■ TRY IT ■
The reply should consist of one number, which is how many lines in the material below contain "TxReceipt".

━━━━━━━━━━━━━━━━

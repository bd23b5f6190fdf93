//! In-process [`CredentialLedger`] for tests and local development.
//!
//! Mirrors the registry contract's observable behavior: a second
//! `storeCredential` for the same hash reverts, status changes on unknown
//! hashes revert, and `getCredential` of an unknown hash reverts (which the
//! facade reports as `None`).

use std::collections::HashMap;

use async_trait::async_trait;
use credbridge_core::CredentialHash;
use parking_lot::Mutex;

use super::abi::{encode_hex, keccak256};
use super::{
    abi, Address, CredentialLedger, OnchainCredential, RegistryEvent, StoreCredentialRequest,
    TxReceipt,
};
use crate::error::ClientError;

#[derive(Debug, Default)]
struct Inner {
    credentials: HashMap<CredentialHash, OnchainCredential>,
    by_subject: HashMap<String, Vec<CredentialHash>>,
    block: u64,
    store_calls: usize,
    fail_next_store: Option<String>,
}

/// A registry held in memory.
#[derive(Debug)]
pub struct InMemoryRegistry {
    inner: Mutex<Inner>,
    signer: Address,
    address: Address,
}

impl Default for InMemoryRegistry {
    fn default() -> Self {
        Self::new()
    }
}

impl InMemoryRegistry {
    pub fn new() -> Self {
        Self {
            inner: Mutex::new(Inner::default()),
            signer: Address::from_bytes([0x5a; 20]),
            address: Address::from_bytes([0x11; 20]),
        }
    }

    /// Number of `store_credential` calls received, including failed ones.
    pub fn store_calls(&self) -> usize {
        self.inner.lock().store_calls
    }

    /// Number of credentials held.
    pub fn len(&self) -> usize {
        self.inner.lock().credentials.len()
    }

    pub fn is_empty(&self) -> bool {
        self.len() == 0
    }

    /// A stored credential, if any.
    pub fn credential(&self, hash: &CredentialHash) -> Option<OnchainCredential> {
        self.inner.lock().credentials.get(hash).cloned()
    }

    /// Make the next `store_credential` call fail with a revert carrying
    /// `reason`.
    pub fn fail_next_store(&self, reason: impl Into<String>) {
        self.inner.lock().fail_next_store = Some(reason.into());
    }

    fn receipt(inner: &mut Inner, seed: &[u8], events: Vec<RegistryEvent>) -> TxReceipt {
        inner.block += 1;
        let mut material = inner.block.to_be_bytes().to_vec();
        material.extend_from_slice(seed);
        TxReceipt {
            transaction_hash: encode_hex(&keccak256(&material)),
            block_number: Some(inner.block),
            gas_used: Some(21_000),
            events,
        }
    }
}

fn reverted(function: &str, reason: impl Into<String>) -> ClientError {
    ClientError::Reverted {
        function: function.to_string(),
        reason: reason.into(),
    }
}

#[async_trait]
impl CredentialLedger for InMemoryRegistry {
    async fn store_credential(
        &self,
        request: &StoreCredentialRequest,
    ) -> Result<TxReceipt, ClientError> {
        let mut inner = self.inner.lock();
        inner.store_calls += 1;
        if let Some(reason) = inner.fail_next_store.take() {
            return Err(reverted(abi::STORE_CREDENTIAL, reason));
        }
        let hash = request.credential_hash;
        if inner.credentials.contains_key(&hash) {
            return Err(reverted(abi::STORE_CREDENTIAL, "credential already stored"));
        }
        inner.credentials.insert(
            hash,
            OnchainCredential {
                metadata: request.metadata.clone(),
                subject_did: request.subject_did.clone(),
                issuer_name: request.issuer_name.clone(),
                issuer_did: request.issuer_did.clone(),
                active: true,
            },
        );
        inner
            .by_subject
            .entry(request.subject_did.clone())
            .or_default()
            .push(hash);
        Ok(Self::receipt(
            &mut inner,
            hash.as_bytes(),
            vec![RegistryEvent::CredentialStored {
                credential_hash: hash,
            }],
        ))
    }

    async fn set_credential_status(
        &self,
        credential_hash: &CredentialHash,
        active: bool,
    ) -> Result<TxReceipt, ClientError> {
        let mut inner = self.inner.lock();
        let Some(credential) = inner.credentials.get_mut(credential_hash) else {
            return Err(reverted(abi::SET_CREDENTIAL_STATUS, "unknown credential"));
        };
        credential.active = active;
        Ok(Self::receipt(
            &mut inner,
            credential_hash.as_bytes(),
            vec![RegistryEvent::CredentialStatusChanged {
                credential_hash: *credential_hash,
                active,
            }],
        ))
    }

    async fn get_credential(
        &self,
        credential_hash: &CredentialHash,
    ) -> Result<Option<OnchainCredential>, ClientError> {
        Ok(self.credential(credential_hash))
    }

    async fn metadata_of(&self, credential_hash: &CredentialHash) -> Result<String, ClientError> {
        self.credential(credential_hash)
            .map(|c| c.metadata)
            .ok_or_else(|| reverted(abi::METADATA_OF, "unknown credential"))
    }

    async fn exists(&self, credential_hash: &CredentialHash) -> Result<bool, ClientError> {
        Ok(self.inner.lock().credentials.contains_key(credential_hash))
    }

    async fn is_active(&self, credential_hash: &CredentialHash) -> Result<bool, ClientError> {
        Ok(self
            .inner
            .lock()
            .credentials
            .get(credential_hash)
            .is_some_and(|c| c.active))
    }

    async fn credentials_of_subject(
        &self,
        subject_did: &str,
    ) -> Result<Vec<CredentialHash>, ClientError> {
        Ok(self
            .inner
            .lock()
            .by_subject
            .get(subject_did)
            .cloned()
            .unwrap_or_default())
    }

    async fn signer_address(&self) -> Result<Address, ClientError> {
        Ok(self.signer)
    }

    fn registry_address(&self) -> Address {
        self.address
    }

    fn endpoint(&self) -> String {
        "memory".to_string()
    }
}
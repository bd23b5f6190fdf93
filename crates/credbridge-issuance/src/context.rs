//! Correlation context for events that arrive without a token.
//!
//! Wallets frequently post their DID without the issuer's `txnid`. Such an
//! event is attributed to the most recently observed token. The context
//! keeps a bounded window of recent tokens so that finalizing one flow
//! falls back to the flow seen before it rather than to nothing.
//!
//! Two token-less flows that interleave will still be merged. The window
//! narrows that hazard; it cannot close it.

use std::collections::VecDeque;

/// Default number of recent tokens and subject hints retained.
pub const DEFAULT_WINDOW: usize = 16;

/// A subject DID observed for a token (or for no token at all).
#[derive(Debug, Clone, PartialEq, Eq)]
pub struct SubjectHint {
    pub token: Option<String>,
    pub subject_did: String,
}

/// Bounded recent-token window and subject hints.
#[derive(Debug, Clone)]
pub struct CorrelationContext {
    capacity: usize,
    recent: VecDeque<String>,
    hints: VecDeque<SubjectHint>,
}

impl Default for CorrelationContext {
    fn default() -> Self {
        Self::new(DEFAULT_WINDOW)
    }
}

impl CorrelationContext {
    /// A context retaining at most `capacity` tokens and hints (minimum 1).
    pub fn new(capacity: usize) -> Self {
        let capacity = capacity.max(1);
        Self {
            capacity,
            recent: VecDeque::with_capacity(capacity),
            hints: VecDeque::with_capacity(capacity),
        }
    }

    pub fn capacity(&self) -> usize {
        self.capacity
    }

    /// Record `token` as the most recently seen.
    pub fn observe_token(&mut self, token: &str) {
        self.recent.retain(|t| t != token);
        self.recent.push_back(token.to_string());
        while self.recent.len() > self.capacity {
            self.recent.pop_front();
        }
    }

    /// The most recently observed token still in the window.
    pub fn last_token(&self) -> Option<&str> {
        self.recent.back().map(String::as_str)
    }

    pub fn contains_token(&self, token: &str) -> bool {
        self.recent.iter().any(|t| t == token)
    }

    /// Record that `subject_did` was observed for `token`.
    pub fn record_subject(&mut self, token: Option<&str>, subject_did: &str) {
        self.hints.retain(|h| h.token.as_deref() != token);
        self.hints.push_back(SubjectHint {
            token: token.map(str::to_string),
            subject_did: subject_did.to_string(),
        });
        while self.hints.len() > self.capacity {
            self.hints.pop_front();
        }
    }

    /// The subject DID recorded for exactly `token`. A token-less lookup
    /// matches only a token-less hint.
    pub fn subject_hint(&self, token: Option<&str>) -> Option<&str> {
        self.hints
            .iter()
            .rev()
            .find(|h| h.token.as_deref() == token)
            .map(|h| h.subject_did.as_str())
    }

    /// Drop every trace of `token` after its flow has finalized.
    pub fn forget(&mut self, token: Option<&str>) {
        if let Some(token) = token {
            self.recent.retain(|t| t != token);
        }
        self.hints.retain(|h| h.token.as_deref() != token);
    }
}

#[cfg(test)]
mod tests {
    use super::*;

    #[test]
    fn last_token_tracks_most_recent() {
        let mut ctx = CorrelationContext::new(4);
        assert!(ctx.last_token().is_none());
        ctx.observe_token("A");
        ctx.observe_token("B");
        assert_eq!(ctx.last_token(), Some("B"));
        ctx.observe_token("A");
        assert_eq!(ctx.last_token(), Some("A"));
    }

    #[test]
    fn window_is_bounded() {
        let mut ctx = CorrelationContext::new(2);
        ctx.observe_token("A");
        ctx.observe_token("B");
        ctx.observe_token("C");
        assert!(!ctx.contains_token("A"));
        assert!(ctx.contains_token("B"));
    }

    #[test]
    fn forgetting_falls_back_to_previous_token() {
        let mut ctx = CorrelationContext::default();
        ctx.observe_token("A");
        ctx.observe_token("B");
        ctx.forget(Some("B"));
        assert_eq!(ctx.last_token(), Some("A"));
    }

    #[test]
    fn hints_match_token_exactly() {
        let mut ctx = CorrelationContext::default();
        ctx.record_subject(Some("A"), "example:alice");
        ctx.record_subject(None, "example:anon");
        assert_eq!(ctx.subject_hint(Some("A")), Some("example:alice"));
        assert_eq!(ctx.subject_hint(None), Some("example:anon"));
        assert_eq!(ctx.subject_hint(Some("B")), None);

        ctx.record_subject(Some("A"), "example:alice2");
        assert_eq!(ctx.subject_hint(Some("A")), Some("example:alice2"));

        ctx.forget(Some("A"));
        assert_eq!(ctx.subject_hint(Some("A")), None);
        assert_eq!(ctx.subject_hint(None), Some("example:anon"));
        ctx.forget(None);
        assert_eq!(ctx.subject_hint(None), None);
    }

    #[test]
    fn zero_capacity_is_clamped() {
        let mut ctx = CorrelationContext::new(0);
        assert_eq!(ctx.capacity(), 1);
        ctx.observe_token("A");
        assert_eq!(ctx.last_token(), Some("A"));
    }
}
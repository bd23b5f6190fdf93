//! # Canonical Serialization
//!
//! This module defines [`CanonicalBytes`], the sole construction path for bytes
//! used in credential hash computation.
//!
//! ## Invariant
//!
//! The inner `Vec<u8>` is private. The only way to construct `CanonicalBytes`
//! is through [`CanonicalBytes::new()`], so every digest in the bridge was
//! produced from a key-order-independent encoding.
//!
//! ## Encoding Rules
//!
//! 1. Scalars use their JSON literal encoding.
//! 2. Arrays are encoded element-wise, preserving order.
//! 3. Object keys are sorted lexicographically (byte order of the key text)
//!    before encoding as `{"key":value,...}`.
//! 4. Compact separators, no whitespace.
//!
//! Key sorting is performed explicitly rather than relying on the map type
//! behind `serde_json::Value`, so enabling `preserve_order` anywhere in the
//! dependency graph cannot change a credential hash.

use serde::Serialize;
use serde_json::Value;

use crate::error::CanonicalizationError;

/// Bytes produced exclusively by key-sorted, compact JSON canonicalization.
///
/// The inner `Vec<u8>` is private: downstream code cannot construct
/// `CanonicalBytes` except through [`CanonicalBytes::new()`].
#[derive(Debug, Clone, PartialEq, Eq, Hash)]
pub struct CanonicalBytes(Vec<u8>);

impl CanonicalBytes {
    /// Construct canonical bytes from any serializable value.
    pub fn new(obj: &impl Serialize) -> Result<Self, CanonicalizationError> {
        let value = serde_json::to_value(obj)?;
        Self::from_value(&value)
    }

    /// Construct canonical bytes from an already-parsed JSON value.
    pub fn from_value(value: &Value) -> Result<Self, CanonicalizationError> {
        let mut out = Vec::with_capacity(128);
        write_canonical(value, &mut out)?;
        Ok(Self(out))
    }

    /// Access the canonical bytes for digest computation.
    pub fn as_bytes(&self) -> &[u8] {
        &self.0
    }

    /// Consume and return the inner byte vector.
    pub fn into_bytes(self) -> Vec<u8> {
        self.0
    }

    /// View the canonical form as text. Canonical JSON is always UTF-8.
    pub fn as_str(&self) -> &str {
        // serde_json only ever emits valid UTF-8.
        std::str::from_utf8(&self.0).unwrap_or_default()
    }
}

impl AsRef<[u8]> for CanonicalBytes {
    fn as_ref(&self) -> &[u8] {
        &self.0
    }
}

/// Recursively write `value` with sorted object keys and compact separators.
fn write_canonical(value: &Value, out: &mut Vec<u8>) -> Result<(), CanonicalizationError> {
    match value {
        Value::Array(items) => {
            out.push(b'[');
            for (i, item) in items.iter().enumerate() {
                if i > 0 {
                    out.push(b',');
                }
                write_canonical(item, out)?;
            }
            out.push(b']');
        }
        Value::Object(map) => {
            let mut keys: Vec<&String> = map.keys().collect();
            keys.sort();
            out.push(b'{');
            for (i, key) in keys.into_iter().enumerate() {
                if i > 0 {
                    out.push(b',');
                }
                serde_json::to_writer(&mut *out, key)?;
                out.push(b':');
                write_canonical(&map[key.as_str()], out)?;
            }
            out.push(b'}');
        }
        // Null, Bool, Number and String use their JSON literal encoding.
        scalar => serde_json::to_writer(&mut *out, scalar)?,
    }
    Ok(())
}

━━━━━━━━━━━━━━━━

■ WRITTEN RESPONSE ■
5